Author and Year | Age/Sex | Oral Manifestations | Cutaneous manifestation | Treatment | Prognosis |
---|
Rath SK et al., [9] | 36 year/Female | Oral and gingival ulcers since 3 months associated with burning sensation | Small eruptions on skin of face, back and extremities since 3 weeks | 0.1% Triamcinolone acetonide ointment for oral lesions and 0.05% Clobetasol with Soframycin twice daily for skin lesions along with 20 mg prednisolone orally | Lesions under control and regular follow-up |
Temilola D et al., [10] | 54 year/Female | Painful oral ulcers preceded by vesicles involving the hard palate, soft palate, buccal mucosa and gingiva for 9 months | Ocular involvement after a few weeks following oral involvement. Later small erythematous lesions on extensor surfaces of both thighs | Systemic prednisolone 60 mg/day for 7 days and topical steroids for ocular involvement | Oral and ocular lesions healed after 7 days of treatment. Skin lesions developed later and the patient was referred to dermatologist |
Ramineni HB et al., [11] | 24 year/Female | Multiple oral ulcers for one month not relieved on medication | Later, generalised fluid filled vesicles all over the body | Oral prednisolone 100 mg for one week, gradually tapered and symptomatic treatment | Patient was responding well to treatment |
Vijay P et al., [12] | 40 year/Female | Ulcerative and eroded lesions on tongue and buccal mucosa present intermittently since one year | Concomitant presence of reddish brown eroded and ulcerated lesions on arms and trunk | Oral prednisolone 60 mg/day for 4 days with gradual tapering and topical application for oral lesions | Symptomatic relief at 15 days follow-up |
Aggarwal A and Jain S, [13] | 53 year/Female | Linear erosions on buccal mucosa, labial mucosa and gingiva since 3 days | Widespread ulcerative lesions on anterior neck below chin region since 2 weeks | 2 cycles of IV dexamethasone 100 mg for 3 days along with 500 mg of cyclophosphamide at interval of 4 weeks.
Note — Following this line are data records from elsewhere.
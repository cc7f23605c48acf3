use anyhow::{anyhow, Context, Result};
use chrono::{Datelike, Local, NaiveDate};
use std::path::Path;
use std::str::FromStr;

use imangrow::analytics::{
    build_statistics_now, compute_range_breakdown, current_streak, detect_insight, format_report,
    overall_percent, streak_summary, total_days_tracked, DateRange, Insight, InsightReport,
};
use imangrow::config::AppConfig;
use imangrow::db::{import_history, load_day, load_history, HistoryStore};
use imangrow::models::{Completion, DailyProgress, History, PrayerType, ZIKR_TARGET};
use imangrow::utils::format::{format_percent, percent_bar, progress_bar, tick};
use imangrow::utils::hijri::hijri_string;

// ─── ANSI helpers ────────────────────────────────────────────────────────────

macro_rules! println_colored {
    ($color:expr, $($arg:tt)*) => {{
        print!("{}", $color);
        print!($($arg)*);
        println!("\x1b[0m");
    }};
}

const GREEN: &str = "\x1b[32m";
const AMBER: &str = "\x1b[33m";
const DIM: &str = "\x1b[2m";
const BOLD: &str = "\x1b[1m";
const GOLD: &str = "\x1b[38;2;196;160;68m";

fn today() -> NaiveDate {
    Local::now().date_naive()
}

// ─── Today ───────────────────────────────────────────────────────────────────

pub fn handle_today(store: &dyn HistoryStore, config: &AppConfig) -> Result<()> {
    let today = today();
    let progress = load_day(store, today)?;
    let history = load_history(store);
    let streak = current_streak(&history);

    println!();
    println_colored!(GOLD, "  {}", today.format("%A, %d %b %Y"));
    match hijri_string(today, config.display.hijri_offset) {
        Ok(hijri) => println_colored!(DIM, "  {}", hijri),
        Err(e) => log::warn!("{}", e),
    }
    println!();

    for prayer in PrayerType::all() {
        let done = progress.prayer(prayer);
        let color = if done { GREEN } else { DIM };
        println_colored!(color, "  {}  {}", tick(done), prayer.display_name());
    }
    let quran_page = if progress.quran_page > 0 {
        format!(" (page {})", progress.quran_page)
    } else {
        String::new()
    };
    println_colored!(
        if progress.quran { GREEN } else { DIM },
        "  {}  Quran{}",
        tick(progress.quran),
        quran_page
    );
    println!(
        "     Zikr  {}  {}/{}",
        progress_bar(progress.zikr.max(0) as u32, ZIKR_TARGET as u32, 12),
        progress.zikr,
        ZIKR_TARGET
    );

    println!();
    println_colored!(
        BOLD,
        "  Prayers: {}  |  Streak: {} days",
        format_percent(progress.completion_percent()),
        streak
    );
    println!();
    Ok(())
}

// ─── Edits ───────────────────────────────────────────────────────────────────

fn edit_day(
    store: &dyn HistoryStore,
    date: Option<NaiveDate>,
    edit: impl FnOnce(&mut DailyProgress),
) -> Result<(NaiveDate, DailyProgress)> {
    let date = date.unwrap_or_else(today);
    let mut progress = load_day(store, date)?;
    edit(&mut progress);
    store
        .put(date, &progress)
        .with_context(|| format!("Saving progress for {}", date))?;
    Ok((date, progress))
}

pub fn handle_mark(
    store: &dyn HistoryStore,
    prayer_str: &str,
    undo: bool,
    date: Option<NaiveDate>,
) -> Result<()> {
    let prayer = PrayerType::from_str(prayer_str).map_err(|_| {
        anyhow!("Unknown prayer '{}'. Use: subuh, zohor, asar, maghrib, isya", prayer_str)
    })?;
    let (date, progress) = edit_day(store, date, |p| p.set_prayer(prayer, !undo))?;

    if undo {
        println_colored!(DIM, "  ○ {} unmarked for {}", prayer.display_name(), date);
    } else {
        println_colored!(GREEN, "  ✓ {} marked as prayed for {}", prayer.display_name(), date);
    }
    if progress.all_prayers_done() {
        println_colored!(GOLD, "  All five prayers done");
    }
    Ok(())
}

pub fn handle_quran(
    store: &dyn HistoryStore,
    page: Option<i32>,
    undo: bool,
    date: Option<NaiveDate>,
) -> Result<()> {
    if page.is_some_and(|p| p < 0) {
        return Err(anyhow!("Page must not be negative"));
    }
    let (date, progress) = edit_day(store, date, |p| {
        p.quran = !undo;
        if let Some(page) = page {
            p.quran_page = page;
        }
    })?;

    if undo {
        println_colored!(DIM, "  ○ Quran unmarked for {}", date);
    } else if progress.quran_page > 0 {
        println_colored!(GREEN, "  ✓ Quran read, page {} ({})", progress.quran_page, date);
    } else {
        println_colored!(GREEN, "  ✓ Quran read ({})", date);
    }
    Ok(())
}

pub fn handle_zikr(
    store: &dyn HistoryStore,
    add: Option<i32>,
    set: Option<i32>,
    date: Option<NaiveDate>,
) -> Result<()> {
    let (date, progress) = edit_day(store, date, |p| match set {
        Some(count) => p.zikr = count.max(0),
        None => p.add_zikr(add.unwrap_or(1)),
    })?;

    let color = if progress.zikr >= ZIKR_TARGET { GREEN } else { AMBER };
    println_colored!(color, "  Zikr {}/{} ({})", progress.zikr, ZIKR_TARGET, date);
    Ok(())
}

// ─── Streak ──────────────────────────────────────────────────────────────────

pub fn handle_streak(store: &dyn HistoryStore) -> Result<()> {
    let history = load_history(store);
    let streak = streak_summary(&history, today());

    println!();
    println_colored!(GOLD, "  Streak");
    println!();
    println_colored!(
        BOLD,
        "  {}  {} days",
        progress_bar(streak.current, 30, 12),
        streak.current
    );
    println_colored!(
        DIM,
        "  Best: {}  ·  Days tracked: {}",
        streak.best,
        total_days_tracked(&history)
    );
    println!();
    Ok(())
}

// ─── Breakdown ───────────────────────────────────────────────────────────────

pub fn handle_breakdown(store: &dyn HistoryStore, month: bool, week: Option<u32>) -> Result<()> {
    let today = today();
    let (title, range) = if month {
        (today.format("%B %Y").to_string(), DateRange::month(today))
    } else if let Some(week) = week {
        let range = DateRange::from_iso_week(today.year(), week)
            .ok_or_else(|| anyhow!("{} has no ISO week {}", today.year(), week))?;
        (format!("Week {}", week), range)
    } else {
        (format!("Week {}", today.iso_week().week()), DateRange::iso_week(today))
    };

    let history = load_history(store);
    print_breakdown(&history, &title, range);
    Ok(())
}

fn print_breakdown(history: &History, title: &str, range: DateRange) {
    println!();
    println_colored!(GOLD, "  {}  ({} to {})", title, range.start, range.end);
    println!();

    let Some(breakdown) = compute_range_breakdown(history, range) else {
        println_colored!(DIM, "  No data for this period.");
        println!();
        return;
    };

    for (activity, percent) in breakdown.entries() {
        println!(
            "  {:<10}  {}  {:>4}",
            activity.display_name(),
            percent_bar(percent, 20),
            format_percent(percent)
        );
    }
    if let Some(overall) = overall_percent(history, range) {
        println!();
        println_colored!(
            BOLD,
            "  Overall prayers: {}  over {} days",
            format_percent(overall.round()),
            breakdown.days
        );
    }
    println!();
}

// ─── Stats & reports ─────────────────────────────────────────────────────────

pub fn handle_stats(store: &dyn HistoryStore, days: u32, strict: bool) -> Result<()> {
    let history = load_history(store);
    let stats = build_statistics_now(&history, days, Completion::from_strict(strict));
    println!();
    println!("{}", format_report(&format!("{}-day", days), &stats));
    Ok(())
}

pub fn handle_report(store: &dyn HistoryStore, config: &AppConfig) -> Result<()> {
    let history = load_history(store);
    let report = InsightReport::build(&history, today(), &config.report);
    println!();
    println!("{}", report.weekly_summary);
    println!("{}", report.monthly_summary);
    Ok(())
}

pub fn handle_insight(store: &dyn HistoryStore) -> Result<()> {
    let history = load_history(store);
    let insight = detect_insight(&history);
    let color = match insight {
        Insight::Improved(_) => GREEN,
        _ => DIM,
    };
    println!();
    println_colored!(color, "  {}", insight);
    println!();
    Ok(())
}

// ─── Import / export ─────────────────────────────────────────────────────────

pub fn handle_export(store: &dyn HistoryStore) -> Result<()> {
    let history = store.fetch_all().context("Fetching history")?;
    println!("{}", history.to_json_pretty()?);
    Ok(())
}

pub fn handle_import(store: &dyn HistoryStore, file: &Path) -> Result<()> {
    let content =
        std::fs::read_to_string(file).with_context(|| format!("Reading {:?}", file))?;
    let history = History::from_json(&content).context("Parsing history JSON")?;
    let written = import_history(store, &history)?;
    let skipped = history.len() - written;

    println_colored!(GREEN, "  ✓ Imported {} days", written);
    if skipped > 0 {
        println_colored!(AMBER, "  Skipped {} entries with unparsable dates", skipped);
    }
    Ok(())
}
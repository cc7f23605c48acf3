use chrono::NaiveDate;

use crate::analytics::statistics::build_statistics;
use crate::config::ReportConfig;
use crate::models::{History, PrayerStats, PrayerType};

/// Render statistics as a short text block. Rates are rounded half away
/// from zero, so 62.5 shows as 63%.
pub fn format_report(label: &str, stats: &PrayerStats) -> String {
    if stats.total_days == 0 {
        return format!("{} Report: No data for this period.", label);
    }

    let mut out = format!(
        "{} Report:\n\
         • Fully completed days: {}/{}\n\
         • Quran consistency: {} days\n\
         \n\
         Prayer Completion:\n",
        label, stats.fully_completed_days, stats.total_days, stats.quran_days
    );
    for prayer in PrayerType::all() {
        out.push_str(&format!(
            "• {}: {}%  ({} missed)\n",
            prayer.display_name(),
            stats.rate(prayer).round(),
            stats.missed(prayer)
        ));
    }
    out
}

/// Weekly and monthly summaries side by side.
#[derive(Debug, Clone, PartialEq)]
pub struct InsightReport {
    pub weekly: PrayerStats,
    pub monthly: PrayerStats,
    pub weekly_summary: String,
    pub monthly_summary: String,
}

impl InsightReport {
    pub fn build(history: &History, today: NaiveDate, config: &ReportConfig) -> Self {
        let weekly = build_statistics(history, today, config.weekly_days, config.completion);
        let monthly = build_statistics(history, today, config.monthly_days, config.completion);
        Self {
            weekly_summary: format_report("Weekly", &weekly),
            monthly_summary: format_report("Monthly", &monthly),
            weekly,
            monthly,
        }
    }
}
A 30 mg/day prednisolone during the interval period | Complete remission of the lesion at the end of therapy |
Vasudevan V et al., [14] | 49 year/Male | Multiple ulcers on right and left buccal mucosa and floor of the mouth | Multiple ulcers on scalp, back, trunk and extremities | Prednisolone 60 mg/day for a month with tapering of dose | One-month follow-up showed regression of lesions in oral cavity and several body sites |
The current treatment strategies for treatment of pemphigus vulgaris include topical and systemic corticosteroids in combination with immunosuppressants such as azathioprine or mycophenolate. Treatment can also be augmented with intravenous immunoglobulin or plasmapheresis, which aims to reduce circulating autoantibody levels. Treatment with the anti-CD20 antibody rituximab has been shown to be effective in inducing short-term disease remission [15]. Following remission of the lesions, it is necessary for a maintenance regimen to control the disease as well as reduce the side effects of the drugs. The duration of medical treatment varies depending on the extent of involvement by the lesion.
Conclusion
Pemphigus vulgaris is a common, yet life threatening autoimmune mucocutaneous disorder with increased tendency to affect the oral mucosa. The oral manifestations of pemphigus vulgaris are usually the initial and at times the sole manifestation encountered by the clinician. Timely diagnosis and prompt treatment are hence necessary for complete cure with reduced morbidity and mortality owing to the chronic and often fatal course of this condition.